Cet appel à investir dans de nouvelles technologies trouve écho. « Il y a peu de temps encore, les sociétés minières gagnaient de l’argent quoi qu’elles fassent, mais la situation change rapidement », observe Chris Holmes, Directeur international chez IDC Manufacturing Insights, société d’études et de conseil. « La manière dont ces organisations sont gérées est complètement repensée.

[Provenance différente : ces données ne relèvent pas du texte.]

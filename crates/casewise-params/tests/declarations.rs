//! Integration coverage for the public declaration-parsing and naming surface.
#![expect(
    clippy::expect_used,
    reason = "test assertions surface failures directly"
)]

use casewise_params::{CaseNamer, DeclarationError, ParamDeclaration, ParamValue, values};
use rstest::rstest;

#[test]
fn parses_a_two_name_declaration() {
    let declaration =
        ParamDeclaration::parse("a,b", values![(1, 2), (3, 4)]).expect("declaration parses");
    assert_eq!(declaration.names(), ["a", "b"]);
    assert_eq!(declaration.row_count(), 2);
}

#[rstest]
#[case(values![(1, 2, 3)], 0, 3)]
#[case(values![(1, 2), (1, 2, 3, 4)], 1, 4)]
fn arity_errors_carry_the_offending_index(
    #[case] rows: Vec<casewise_params::ValueRow>,
    #[case] index: usize,
    #[case] actual: usize,
) {
    let error = ParamDeclaration::parse("a,b", rows).expect_err("row arity differs");
    match error {
        DeclarationError::ArityMismatch {
            index: at,
            expected,
            actual: got,
            ..
        } => {
            assert_eq!(at, index);
            assert_eq!(expected, 2);
            assert_eq!(got, actual);
        }
        other => panic!("expected arity mismatch, got {other}"),
    }
}

#[test]
fn scalar_rows_only_suit_single_name_declarations() {
    ParamDeclaration::parse("a", values!["x", "y"]).expect("scalars wrap to one-element rows");
    let error = ParamDeclaration::parse("a,b", values!["xy"]).expect_err("two names need a tuple");
    assert!(matches!(error, DeclarationError::ArityMismatch { .. }));
}

#[test]
fn namer_issues_stable_ids_for_distinct_values() {
    let mut namer = CaseNamer::new();
    assert_eq!(namer.resolve(&[ParamValue::Int(1), ParamValue::Int(2)]), "1-2");
    assert_eq!(namer.resolve(&[ParamValue::Int(3), ParamValue::Int(4)]), "3-4");
}

#[test]
fn namer_disambiguates_repeated_renderings_in_first_seen_order() {
    let mut namer = CaseNamer::new();
    let row = [ParamValue::Str("1".to_owned()), ParamValue::Int(1)];
    assert_eq!(namer.resolve(&row), "1-1");
    assert_eq!(namer.resolve(&row), "1-1:1");
    assert_eq!(namer.resolve(&row), "1-1:2");
}
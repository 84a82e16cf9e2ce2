//! Case-identifier rendering and per-template collision handling.

use std::collections::HashSet;

use crate::value::ParamValue;

/// Resolves combination values into unique case identifiers.
///
/// One namer lives for the duration of one template's expansion. Values are
/// rendered through their display form, any literal `.` is replaced with `-`
/// so float-like values read unambiguously inside bracket notation, and the
/// rendered values are joined with `-`.
///
/// When two combinations render to the same joined string, the later one is
/// disambiguated with the first unused `:1`, `:2`, ... suffix. The suffixed
/// string is recorded as issued, so a third colliding combination probes past
/// the suffixes already handed out rather than restarting the count.
///
/// # Examples
///
/// ```
/// use casewise_params::{CaseNamer, ParamValue};
///
/// let mut namer = CaseNamer::new();
/// let values = [ParamValue::Int(1), ParamValue::Float(2.5)];
/// assert_eq!(namer.resolve(&values), "1-2-5");
/// assert_eq!(namer.resolve(&values), "1-2-5:1");
/// assert_eq!(namer.resolve(&values), "1-2-5:2");
/// ```
#[derive(Debug, Default)]
pub struct CaseNamer {
    issued: HashSet<String>,
}

impl CaseNamer {
    /// Create a namer with no identifiers issued yet.
    #[must_use]
    pub fn new() -> Self {
        Self::default()
    }

    /// Render the given values into the next unique case identifier.
    pub fn resolve<'a, I>(&mut self, values: I) -> String
    where
        I: IntoIterator<Item = &'a ParamValue>,
    {
        let joined = values
            .into_iter()
            .map(|value| value.to_string().replace('.', "-"))
            .collect::<Vec<_>>()
            .join("-");

        let mut candidate = joined.clone();
        let mut suffix = 1usize;
        while self.issued.contains(&candidate) {
            candidate = format!("{joined}:{suffix}");
            suffix += 1;
        }

        self.issued.insert(candidate.clone());
        candidate
    }
}

/// Format a full case name from a template base name and a case identifier.
///
/// # Examples
///
/// ```
/// use casewise_params::case_name;
///
/// assert_eq!(case_name("test_sum", "1-2"), "test_sum[1-2]");
/// ```
#[must_use]
pub fn case_name(base: &str, case_id: &str) -> String {
    format!("{base}[{case_id}]")
}
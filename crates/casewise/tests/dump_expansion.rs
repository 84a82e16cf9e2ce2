//! Diagnostics feature: dumping an expanded namespace as JSON.
#![expect(
    clippy::expect_used,
    reason = "test assertions surface failures directly"
)]

use casewise::diagnostics::dump_namespace;
use casewise::{CaseArgs, CaseNamespace, ParamSpec, Signature, Template, values};

fn noop(_args: &CaseArgs) {}

#[test]
fn dump_lists_cases_and_markers_in_binding_order() {
    let mut namespace = CaseNamespace::new();
    let template = Template::new(
        "test_flags",
        Signature::new(vec![ParamSpec::required("x")]),
        noop,
    )
    .with_attribute("suite", "smoke");
    template
        .parametrize()
        .params("x", values![true, false])
        .and_then(|builder| builder.build(&mut namespace))
        .expect("expansion succeeds");

    let dump = dump_namespace(&namespace).expect("serialization succeeds");
    let parsed: serde_json::Value = serde_json::from_str(&dump).expect("dump is valid JSON");

    let cases = parsed
        .get("cases")
        .and_then(serde_json::Value::as_array)
        .expect("dump has a cases array");
    assert_eq!(cases.len(), 2);
    assert_eq!(
        cases
            .first()
            .and_then(|case| case.get("name"))
            .and_then(serde_json::Value::as_str),
        Some("test_flags[true]")
    );

    let expanded = parsed
        .get("expanded")
        .and_then(serde_json::Value::as_array)
        .expect("dump has an expanded array");
    assert_eq!(
        expanded
            .first()
            .and_then(|marker| marker.get("case_count"))
            .and_then(serde_json::Value::as_u64),
        Some(2)
    );
}
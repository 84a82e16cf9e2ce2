//! Diagnostics-only expansion reporting.
//!
//! Behind the `diagnostics` feature. Serializes the contents of a
//! [`CaseNamespace`] for consumption by external tooling, so a harness can
//! inspect which cases an expansion produced without running any of them.

use serde::Serialize;

use crate::namespace::{CaseNamespace, NamespaceEntry};

#[derive(Serialize)]
struct DumpedCase {
    name: String,
    args: Vec<(String, String)>,
    attributes: Vec<(String, String)>,
}

#[derive(Serialize)]
struct DumpedMarker {
    name: String,
    case_count: usize,
}

#[derive(Serialize)]
struct NamespaceDump {
    cases: Vec<DumpedCase>,
    expanded: Vec<DumpedMarker>,
}

/// Serialize the namespace to a JSON document.
///
/// Cases appear in binding order; argument values use their display form.
///
/// # Errors
///
/// Returns the underlying [`serde_json::Error`] if serialization fails.
pub fn dump_namespace(namespace: &CaseNamespace) -> Result<String, serde_json::Error> {
    let mut cases = Vec::new();
    let mut expanded = Vec::new();

    for (name, entry) in namespace {
        match entry {
            NamespaceEntry::Case(case) => cases.push(DumpedCase {
                name: name.clone(),
                args: case
                    .args()
                    .iter()
                    .map(|(arg, value)| (arg.to_owned(), value.to_string()))
                    .collect(),
                attributes: case
                    .attributes()
                    .iter()
                    .map(|(key, value)| (key.clone(), value.clone()))
                    .collect(),
            }),
            NamespaceEntry::Expanded(marker) => expanded.push(DumpedMarker {
                name: name.clone(),
                case_count: marker.case_count(),
            }),
        }
    }

    serde_json::to_string_pretty(&NamespaceDump { cases, expanded })
}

L’accent est mis sur la productivité et l’efficacité, ce qui mène à un débat sur la technologie incluant les solutions de gestion de projets et de chaîne logistique, ainsi que des outils complexes de communication et de simulation. »
Mark Cutifani, PDG de la multinationale minière britannique Anglo American, conseille aux entreprises du secteur minier de se tourner vers d’autres industries, comme celles du pétrole, de l’aviation et l’industrie manufacturière, pour s’inspirer des technologies qui leur ont permis de répondre à ces besoins et trouver notamment des solutions pour la conception, le mapping, la modélisation et la simulation.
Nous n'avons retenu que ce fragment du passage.